Assad is not interested in setting the region on fire. He understands that Israel is stronger than Syria − in the air, in armor and in all other military components − and that is why he has shown restraint over the alleged attacks by the Israel Air Force inside his country and even on the outskirts of his capital Damascus. But statements in the foreign press attributed to senior Israeli officials damaged his pride, compelling him to threaten that he would respond to the attacks on missile convoys en route to Hezbollah.

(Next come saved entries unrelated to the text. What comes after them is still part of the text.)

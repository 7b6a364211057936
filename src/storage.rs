use std::fs;
use std::io;
use std::path::PathBuf;
use thiserror::Error;
use tracing::debug;
use uuid::Uuid;

/// On-disk slot remembering which trip the user is currently planning
#[derive(Clone, Debug, Eq, PartialEq)]
pub(crate) struct TripStorage {
    path: PathBuf,
}

impl TripStorage {
    pub(crate) fn new(path: PathBuf) -> TripStorage {
        TripStorage { path }
    }

    pub(crate) fn get(&self) -> Result<Option<Uuid>, StorageError> {
        let content = match fs::read_to_string(&self.path) {
            Ok(s) => s,
            Err(e) if e.kind() == io::ErrorKind::NotFound => return Ok(None),
            Err(source) => return Err(self.error("read", source)),
        };
        let content = content.trim();
        if content.is_empty() {
            return Ok(None);
        }
        Uuid::parse_str(content)
            .map(Some)
            .map_err(|source| StorageError::Parse {
                path: self.path.clone(),
                source,
            })
    }

    pub(crate) fn save(&self, trip_id: Uuid) -> Result<(), StorageError> {
        if let Some(parent) = self.path.parent().filter(|p| !p.as_os_str().is_empty()) {
            fs::create_dir_all(parent).map_err(|source| self.error("write", source))?;
        }
        fs::write(&self.path, format!("{trip_id}\n")).map_err(|source| self.error("write", source))?;
        debug!(trip_id = %trip_id, path = %self.path.display(), "Saved current trip");
        Ok(())
    }

    pub(crate) fn remove(&self) -> Result<(), StorageError> {
        match fs::remove_file(&self.path) {
            Ok(()) => {
                debug!(path = %self.path.display(), "Cleared current trip");
                Ok(())
            }
            Err(e) if e.kind() == io::ErrorKind::NotFound => Ok(()),
            Err(source) => Err(self.error("remove", source)),
        }
    }

    fn error(&self, op: &'static str, source: io::Error) -> StorageError {
        StorageError::Io {
            op,
            path: self.path.clone(),
            source,
        }
    }
}

#[derive(Debug, Error)]
pub(crate) enum StorageError {
    #[error("failed to {op} current trip file {}", path.display())]
    Io {
        op: &'static str,
        path: PathBuf,
        source: io::Error,
    },
    #[error("current trip file {} does not contain a trip ID", path.display())]
    Parse { path: PathBuf, source: uuid::Error },
}
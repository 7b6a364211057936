use super::util::{weeks_after, weeks_around, weeks_before, Week};
use std::cmp::Ordering;
use std::collections::VecDeque;
use std::num::NonZeroUsize;
use thiserror::Error;
use time::Date;

/// The span of weeks currently shown by the calendar.  The weeks are only
/// computed once the calendar is first drawn and its height is known.
#[derive(Clone, Debug, Eq, PartialEq)]
pub(crate) struct WeekWindow {
    start_date: Date,
    // Invariant: If Some, the deque is nonempty
    weeks: Option<VecDeque<Week>>,
}

impl WeekWindow {
    pub(crate) fn new(start_date: Date) -> Self {
        WeekWindow {
            start_date,
            weeks: None,
        }
    }

    pub(super) fn ensure_weeks(&mut self, week_qty: NonZeroUsize) -> &VecDeque<Week> {
        if let Some(weeks) = self.weeks.as_mut() {
            match weeks.len().cmp(&week_qty.get()) {
                Ordering::Less => {
                    if let Some(mut extension) = NonZeroUsize::new(week_qty.get() - weeks.len())
                        .zip(weeks.back().copied())
                        .and_then(|(missing, back)| weeks_after(back, missing))
                    {
                        weeks.append(&mut extension);
                    }
                    if let Some(prextension) = NonZeroUsize::new(week_qty.get() - weeks.len())
                        .zip(weeks.front().copied())
                        .and_then(|(missing, front)| weeks_before(front, missing))
                    {
                        // The terminal was heightened while at the end of
                        // time, so "scroll" the calendar down by prepending
                        // weeks from before the window.
                        for w in prextension.into_iter().rev() {
                            weeks.push_front(w);
                        }
                    }
                }
                Ordering::Greater => weeks.truncate(week_qty.get()),
                Ordering::Equal => (),
            }
        }
        self.weeks
            .get_or_insert_with(|| weeks_around(self.start_date, week_qty))
    }

    /// Number of weeks on screen, if the calendar has been drawn
    pub(crate) fn week_count(&self) -> Option<usize> {
        self.weeks.as_ref().map(VecDeque::len)
    }

    /// Test whether `date` is currently on screen
    pub(crate) fn shows(&self, date: Date) -> bool {
        self.weeks
            .as_ref()
            .is_some_and(|weeks| weeks.iter().any(|w| w.contains(date)))
    }

    fn bounds(&self) -> Option<(Date, Date)> {
        let weeks = self.weeks.as_ref()?;
        Some((weeks.front()?.first(), weeks.back()?.last()))
    }

    /// Recenter the window on `date`
    pub(crate) fn jump_to_date(&mut self, date: Date) {
        self.start_date = date;
        if let Some(weeks) = self.weeks.as_mut() {
            if let Some(qty) = NonZeroUsize::new(weeks.len()) {
                *weeks = weeks_around(date, qty);
            }
        }
    }

    /// Scroll the window as little as possible so that `date` is on screen.
    /// Dates more than a page away cause the window to be recentered
    /// instead.
    pub(crate) fn reveal(&mut self, date: Date) {
        let Some((first, last)) = self.bounds() else {
            self.start_date = date;
            return;
        };
        let page_days = self
            .weeks
            .as_ref()
            .map_or(0, |weeks| i64::try_from(weeks.len()).unwrap_or(i64::MAX))
            .saturating_mul(7);
        if date < first {
            if (first - date).whole_days() > page_days {
                self.jump_to_date(date);
            } else {
                while !self.shows(date) && self.one_week_backwards().is_ok() {}
            }
        } else if date > last {
            if (date - last).whole_days() > page_days {
                self.jump_to_date(date);
            } else {
                while !self.shows(date) && self.one_week_forwards().is_ok() {}
            }
        }
    }

    pub(crate) fn one_week_forwards(&mut self) -> Result<(), OutOfTimeError> {
        let Some(weeks) = self.weeks.as_mut() else {
            return Ok(());
        };
        match weeks.back().and_then(Week::after) {
            Some(w) => {
                weeks.push_back(w);
                weeks.pop_front();
                Ok(())
            }
            None => Err(OutOfTimeError),
        }
    }

    pub(crate) fn one_week_backwards(&mut self) -> Result<(), OutOfTimeError> {
        let Some(weeks) = self.weeks.as_mut() else {
            return Ok(());
        };
        match weeks.front().and_then(Week::before) {
            Some(w) => {
                weeks.push_front(w);
                weeks.pop_back();
                Ok(())
            }
            None => Err(OutOfTimeError),
        }
    }
}

#[derive(Copy, Clone, Debug, Eq, Error, PartialEq)]
#[error("reached the end of time")]
pub(crate) struct OutOfTimeError;

#[cfg(test)]
mod tests {
    use super::*;
    use time::macros::date;

    fn window(date: Date, qty: usize) -> WeekWindow {
        let mut window = WeekWindow::new(date);
        window.ensure_weeks(NonZeroUsize::new(qty).unwrap());
        window
    }

    #[test]
    fn test_lazy_weeks() {
        let mut w = WeekWindow::new(date!(2025 - 01 - 22));
        assert!(!w.shows(date!(2025 - 01 - 22)));
        w.reveal(date!(2025 - 06 - 01));
        let weeks = w.ensure_weeks(NonZeroUsize::new(3).unwrap());
        assert_eq!(weeks.len(), 3);
        assert!(weeks[1].contains(date!(2025 - 06 - 01)));
    }

    #[test]
    fn test_shows() {
        let w = window(date!(2025 - 01 - 22), 3);
        assert!(w.shows(date!(2025 - 01 - 12)));
        assert!(w.shows(date!(2025 - 02 - 01)));
        assert!(!w.shows(date!(2025 - 01 - 11)));
        assert!(!w.shows(date!(2025 - 02 - 02)));
    }

    #[test]
    fn test_reveal_scrolls_minimally() {
        let mut w = window(date!(2025 - 01 - 22), 3);
        w.reveal(date!(2025 - 02 - 10));
        assert_eq!(w.bounds(), Some((date!(2025 - 01 - 26), date!(2025 - 02 - 15))));
        w.reveal(date!(2025 - 01 - 20));
        assert_eq!(w.bounds(), Some((date!(2025 - 01 - 19), date!(2025 - 02 - 08))));
        w.reveal(date!(2025 - 01 - 30));
        assert_eq!(w.bounds(), Some((date!(2025 - 01 - 19), date!(2025 - 02 - 08))));
    }

    #[test]
    fn test_reveal_far_away_recenters() {
        let mut w = window(date!(2025 - 01 - 22), 3);
        w.reveal(date!(2026 - 07 - 15));
        assert_eq!(w.bounds(), Some((date!(2026 - 07 - 05), date!(2026 - 07 - 25))));
    }

    #[test]
    fn test_resize() {
        let mut w = window(date!(2025 - 01 - 22), 3);
        assert_eq!(w.ensure_weeks(NonZeroUsize::new(5).unwrap()).len(), 5);
        assert_eq!(w.bounds(), Some((date!(2025 - 01 - 12), date!(2025 - 02 - 15))));
        assert_eq!(w.ensure_weeks(NonZeroUsize::new(2).unwrap()).len(), 2);
        assert_eq!(w.bounds(), Some((date!(2025 - 01 - 12), date!(2025 - 01 - 25))));
    }

    #[test]
    fn test_end_of_time() {
        let mut w = window(Date::MAX, 3);
        assert!(w.shows(Date::MAX));
        assert_eq!(w.one_week_forwards(), Err(OutOfTimeError));
        assert_eq!(w.one_week_backwards(), Ok(()));
    }
}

Assad is careful not to attack the Israeli home front with ground-to-ground missiles. His response so far has been limited to firing on an IDF patrol along the Separation of Forces Line on the Golan Heights. Israel annexed the Golan in 1981, but no one in the world recognized this annexation. In negotiations between two generations of the Assad family and Israeli prime ministers ‏(Yitzhak Rabin, Shimon Peres, Benjamin Netanyahu and Ehud Olmert‏) there was no doubt that Israel would withdraw from the present lines. The dispute was over the depth of the withdrawal. In Assad’s view, influenced by the fact that the Golan is territory annexed forcibly by Israel, the attack by light arms on an IDF patrol on the Golan is a proportional response to the bombing deep inside Syria.

But Israel is not interested in the complexity of the Syrian situation. Its one-dimensional and official position on the fire directed at an IDF jeep was expressed on Tuesday by IDF Chief of Staff Benny Gantz, who said: “Assad must suffer the results if the situation on the Golan deteriorates.” Beyond the fact that such hostile statements do not contribute anything, and may even go beyond the role of the chief of staff, Gantz, like the entire top brass of the IDF, is ignoring Israel’s large share in the deterioration of the situation.

The attack deep in Syrian territory disappears in the aggressive rhetoric and is not seen as a central part of the equation. Israel cannot attack within the area of another sovereign state, yet at the same time accuse the state it supposedly attacked of causing the situation to deteriorate when that state responds.

Israel has no interest in becoming entangled in a civil war in Syria, nor, it may be, with Iran and Hezbollah. Verbal provocations only inflame the tensions, and another attack on Syria may well lead to an unnecessary war. It would be appropriate for the government to apply sober judgment and avoid unnecessary goading.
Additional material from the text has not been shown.